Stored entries
════════════════════
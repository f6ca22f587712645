use std::collections::HashMap;
use std::time::Instant;

use crate::gaze::domain::gaze_quadrant::GazeQuadrant;

/// Observer for frame-loop events.
///
/// Keeps the loop free of any particular output mechanism; the CLI logs a
/// summary, tests discard everything.
pub trait PipelineLogger: Send {
    /// Report frame-level progress. `total` is 0 for unbounded streams.
    fn progress(&mut self, current: usize, total: usize);

    /// Record how long a named stage took for one frame.
    fn timing(&mut self, stage: &str, duration_ms: f64);

    /// Record a point-in-time metric (e.g. faces per frame).
    fn metric(&mut self, name: &str, value: f64);

    /// Record a classified frame.
    fn quadrant(&mut self, quadrant: GazeQuadrant);

    fn info(&mut self, message: &str);

    /// Emit an end-of-run summary. Default: no-op.
    fn summary(&self) {}
}

pub struct NullPipelineLogger;

impl PipelineLogger for NullPipelineLogger {
    fn progress(&mut self, _current: usize, _total: usize) {}
    fn timing(&mut self, _stage: &str, _duration_ms: f64) {}
    fn metric(&mut self, _name: &str, _value: f64) {}
    fn quadrant(&mut self, _quadrant: GazeQuadrant) {}
    fn info(&mut self, _message: &str) {}
}

/// Logger that accumulates per-stage timings, metrics and the quadrant
/// histogram, and reports them through the `log` facade.
///
/// Progress lines are throttled to every `throttle_frames` frames.
pub struct StdoutPipelineLogger {
    throttle_frames: usize,
    timings: HashMap<String, Vec<f64>>,
    metrics: HashMap<String, Vec<f64>>,
    quadrant_counts: [usize; 4],
    start_time: Instant,
    frames_seen: usize,
}

impl StdoutPipelineLogger {
    pub fn new(throttle_frames: usize) -> Self {
        Self {
            throttle_frames: throttle_frames.max(1),
            timings: HashMap::new(),
            metrics: HashMap::new(),
            quadrant_counts: [0; 4],
            start_time: Instant::now(),
            frames_seen: 0,
        }
    }

    /// Returns the formatted summary, or `None` if nothing was recorded.
    pub fn summary_string(&self) -> Option<String> {
        let classified: usize = self.quadrant_counts.iter().sum();
        if self.timings.is_empty() && self.metrics.is_empty() && classified == 0 {
            return None;
        }

        let elapsed_ms = self.start_time.elapsed().as_secs_f64() * 1000.0;
        let frames = self.frames_seen;
        let mut lines = vec![format!(
            "Gaze summary ({frames} frames, {classified} classified, {:.1}s total):",
            elapsed_ms / 1000.0
        )];

        let mut stages: Vec<_> = self.timings.keys().collect();
        stages.sort();
        for stage in stages {
            let durations = &self.timings[stage];
            let total_ms: f64 = durations.iter().sum();
            let avg_ms = mean(durations);
            lines.push(format!(
                "  {stage:10}: avg {avg_ms:6.2}ms  total {total_ms:7.1}ms"
            ));
        }

        let mut names: Vec<_> = self.metrics.keys().collect();
        names.sort();
        for name in names {
            lines.push(format!("  {name}: avg {:.2}", mean(&self.metrics[name])));
        }

        if classified > 0 {
            for q in GazeQuadrant::ALL {
                let count = self.quadrant_counts[(q.code() - 1) as usize];
                let pct = count as f64 / classified as f64 * 100.0;
                lines.push(format!("  quadrant {} {q:11}: {count:6} ({pct:5.1}%)", q.code()));
            }
        }

        if frames > 0 && elapsed_ms > 0.0 {
            let fps = frames as f64 / (elapsed_ms / 1000.0);
            lines.push(format!("  Throughput: {fps:.1} fps"));
        }

        Some(lines.join("\n"))
    }

    pub fn timings_for(&self, stage: &str) -> Option<&[f64]> {
        self.timings.get(stage).map(|v| v.as_slice())
    }

    pub fn metrics_for(&self, name: &str) -> Option<&[f64]> {
        self.metrics.get(name).map(|v| v.as_slice())
    }

    pub fn quadrant_counts(&self) -> [usize; 4] {
        self.quadrant_counts
    }
}

fn mean(values: &[f64]) -> f64 {
    if values.is_empty() {
        0.0
    } else {
        values.iter().sum::<f64>() / values.len() as f64
    }
}

impl Default for StdoutPipelineLogger {
    fn default() -> Self {
        Self::new(30)
    }
}

impl PipelineLogger for StdoutPipelineLogger {
    fn progress(&mut self, current: usize, total: usize) {
        self.frames_seen = current;
        if current % self.throttle_frames == 0 || (total > 0 && current == total) {
            if total > 0 {
                let pct = current as f64 / total as f64 * 100.0;
                log::info!("Processing: {current}/{total} frames ({pct:.1}%)");
            } else {
                log::info!("Processing: {current} frames");
            }
        }
    }

    fn timing(&mut self, stage: &str, duration_ms: f64) {
        self.timings
            .entry(stage.to_string())
            .or_default()
            .push(duration_ms);
    }

    fn metric(&mut self, name: &str, value: f64) {
        self.metrics
            .entry(name.to_string())
            .or_default()
            .push(value);
    }

    fn quadrant(&mut self, quadrant: GazeQuadrant) {
        self.quadrant_counts[(quadrant.code() - 1) as usize] += 1;
    }

    fn info(&mut self, message: &str) {
        log::info!("{message}");
    }

    fn summary(&self) {
        if let Some(text) = self.summary_string() {
            log::info!("\n\n{text}");
        }
    }
}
════════════════════
* Work order *
The answer should be one number, the count of lines in the data that include the string "loop".

* Response area *
2